New release for Halloween Paul Finch's 'Terror Tales of the Home Counties' containing a new story by Tina Rath - "Where Are They Now?" -
"She would never have got into a car with a perfect stranger, on a sunny day, when she knew a bus would be along in a few minutes. It’s not as if it was pouring with rain … I mean, she wasn’t an idiot. Sharp as a tack … and they never found anything. Not a trace of her or her belongings. Her bank card’s never been used, her phone wasn’t recycled … Nothing."
Where Are They Now? by Tina Rath
See a review of 'Talking to Strangers' (Alchemy Press) from John Gilbert in Phantasmagoria Magazine 15
When people try to ridicule the horror and fantasy genres as lightweight and frothy or gory and gratuitous puff, I just point them in the direction of authors such as Tina Rath. Dr Rath is truly a renaissance woman; an academic with a fascination for supernatural literature and folklore, an actress, Queen Victoria impersonator, poet, and librarian; she has a formidable intellect and ferocious wit. Oh, and according to Gail Nina-Anderson’s ‘Introduction’ to Talking to Strangers, Tina’s latest short story collection, she is a part-time vampire.
The twenty-nine supernatural tales in her brand new ‘best of’ collection range from the dark and forbidding to the gently humorous, many of them distilling a sense of unease from everyday items in contemporary settings with a hefty sting in the tale. The best stories in the collection demonstrate Dr. Rath’s deep knowledge of classic and contemporary supernatural fiction. Alien encounters is the theme of ‘Talking to Strangers in Finsbury Park’; ‘A Visit to Blastings Manor’ is a superb Christmas ghost story; in ‘This is How It Happened’, a classic fairy tale is given a modern setting.

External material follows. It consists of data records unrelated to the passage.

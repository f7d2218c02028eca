//! Database connection management
//!
//! This module provides the SQLite connection wrapper the migration manager runs against.

use crate::database::core::DatabaseHandle;
use anyhow::{anyhow, Result};
use rusqlite::types::Value;
use rusqlite::{Connection, ToSql};
use std::time::Duration;

/// Default time to wait on a locked database before giving up
pub const DEFAULT_BUSY_TIMEOUT: Duration = Duration::from_millis(5000);

/// Core database connection wrapper
///
/// `DatabaseConn` provides a thin wrapper around SQLite connections,
/// handling both file-based and in-memory databases with consistent
/// configuration and error handling.
pub struct DatabaseConn {
    pub conn: Connection,
}

impl DatabaseConn {
    /// Open a database at the specified path
    ///
    /// If the path is `None`, an in-memory database is created.
    pub fn open(path: Option<&str>) -> Result<Self> {
        Self::open_with_timeout(path, DEFAULT_BUSY_TIMEOUT)
    }

    /// Open a database, waiting up to `busy_timeout` on a locked file
    pub fn open_with_timeout(path: Option<&str>, busy_timeout: Duration) -> Result<Self> {
        let conn = match path {
            Some(p) => Connection::open(p)
                .map_err(|e| anyhow!("Failed to open database at '{}': {}", p, e))?,
            None => Connection::open_in_memory()
                .map_err(|e| anyhow!("Failed to create in-memory database: {}", e))?,
        };

        let db = DatabaseConn { conn };
        db.configure(busy_timeout)?;
        Ok(db)
    }

    /// Open a database at the specified path (convenience method)
    pub fn open_path(path: &str) -> Result<Self> {
        Self::open(Some(path))
    }

    /// Create an in-memory database
    pub fn open_in_memory() -> Result<Self> {
        Self::open(None)
    }

    fn configure(&self, busy_timeout: Duration) -> Result<()> {
        self.conn
            .busy_timeout(busy_timeout)
            .map_err(|e| anyhow!("Failed to set busy timeout: {}", e))?;

        self.conn
            .execute("PRAGMA foreign_keys=ON", [])
            .map_err(|e| anyhow!("Failed to enable foreign keys: {}", e))?;

        Ok(())
    }

    /// Get the row count for a table
    pub fn table_count(&self, table_name: &str) -> Result<u64> {
        let query = format!("SELECT COUNT(*) FROM {}", quote_ident(table_name));
        let count: u64 = self
            .conn
            .query_row(&query, [], |row| row.get(0))
            .map_err(|e| anyhow!("Failed to get table count: {}", e))?;
        Ok(count)
    }
}

impl DatabaseHandle for DatabaseConn {
    fn execute(&self, sql: &str) -> rusqlite::Result<usize> {
        DatabaseHandle::execute(&self.conn, sql)
    }

    fn execute_with_params(&self, sql: &str, params: &[&dyn ToSql]) -> rusqlite::Result<usize> {
        self.conn.execute_with_params(sql, params)
    }

    fn execute_batch(&self, sql: &str) -> rusqlite::Result<()> {
        self.conn.execute_batch(sql)
    }

    fn query_rows(&self, sql: &str, params: &[&dyn ToSql]) -> rusqlite::Result<Vec<Vec<Value>>> {
        self.conn.query_rows(sql, params)
    }
}

/// Quote an SQL identifier, doubling any embedded double quotes
pub fn quote_ident(ident: &str) -> String {
    format!("\"{}\"", ident.replace('"', "\"\""))
}

#[cfg(test)]
mod tests {
    use super::*;

    #[test]
    fn test_open_in_memory() {
        let db = DatabaseConn::open_in_memory();
        assert!(db.is_ok());
    }

    #[test]
    fn test_open_path() {
        let dir = tempfile::tempdir().unwrap();
        let path = dir.path().join("test.sqlite3");
        let db = DatabaseConn::open_path(path.to_str().unwrap()).unwrap();
        db.execute("CREATE TABLE test (id INTEGER PRIMARY KEY)")
            .unwrap();
        assert!(path.exists());
    }

    #[test]
    fn test_table_exists() {
        let db = DatabaseConn::open_in_memory().unwrap();
        db.execute("CREATE TABLE test_table (id INTEGER PRIMARY KEY)")
            .unwrap();

        assert!(db.table_exists("test_table").unwrap());
        assert!(!db.table_exists("nonexistent_table").unwrap());
    }

    #[test]
    fn test_table_count() {
        let db = DatabaseConn::open_in_memory().unwrap();
        db.execute("CREATE TABLE test_table (id INTEGER PRIMARY KEY)")
            .unwrap();
        db.execute("INSERT INTO test_table (id) VALUES (1), (2), (3)")
            .unwrap();

        assert_eq!(db.table_count("test_table").unwrap(), 3);
    }

    #[test]
    fn test_quote_ident() {
        assert_eq!(quote_ident("users"), "\"users\"");
        assert_eq!(quote_ident("we\"ird"), "\"we\"\"ird\"");
    }
}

A young cleaner gives a hospital ward an unusually deep clean in ‘Ilona’ and in ‘A Beautiful Boy’, a handsome young man appears to bring out the best and youthfulness renewed in an old folks’ home.
A newcomer at St Walburga’s school shows herself as no geek and no pushover for the bullies in ‘Scruffy The Vampire Slayer’ and a lodger proves more difficult to get rid of than originally anticipated in ‘Sitting Tenant’. ‘Diversion’ takes bus passengers on anything but a magical mystery tour whilst ‘A Trick of The Dark’ poses the fateful question, “What kind of job finishes just at sun-set?”. ‘“It’s White and It Follows Me”’ is a ghostly lament; ‘The Fetch’ in a tale of a ghostly guest first published last year in a collection to commemorate the life of R. Chetwynd-Hayes; in ‘The Bus’, Mrs Fortescue waits for eternity and in the ‘Fifth Sense’ the author engages in some clever lycanthropic olfaction (the lengths to which I go in order to hide spoilers).
Packed full of supernatural fun and surprises, Talking to Strangers… demonstrates the great breadth and depth of Tina Rath’s talent as a writer of supernatural fiction, collecting together the very best of her output during thirty-seven very productive years and four stories which were specially written for this book. Entertaining, dark, perplexing and humorous, the stories will keep horror fans enthralled during many a day in lockdown and beyond.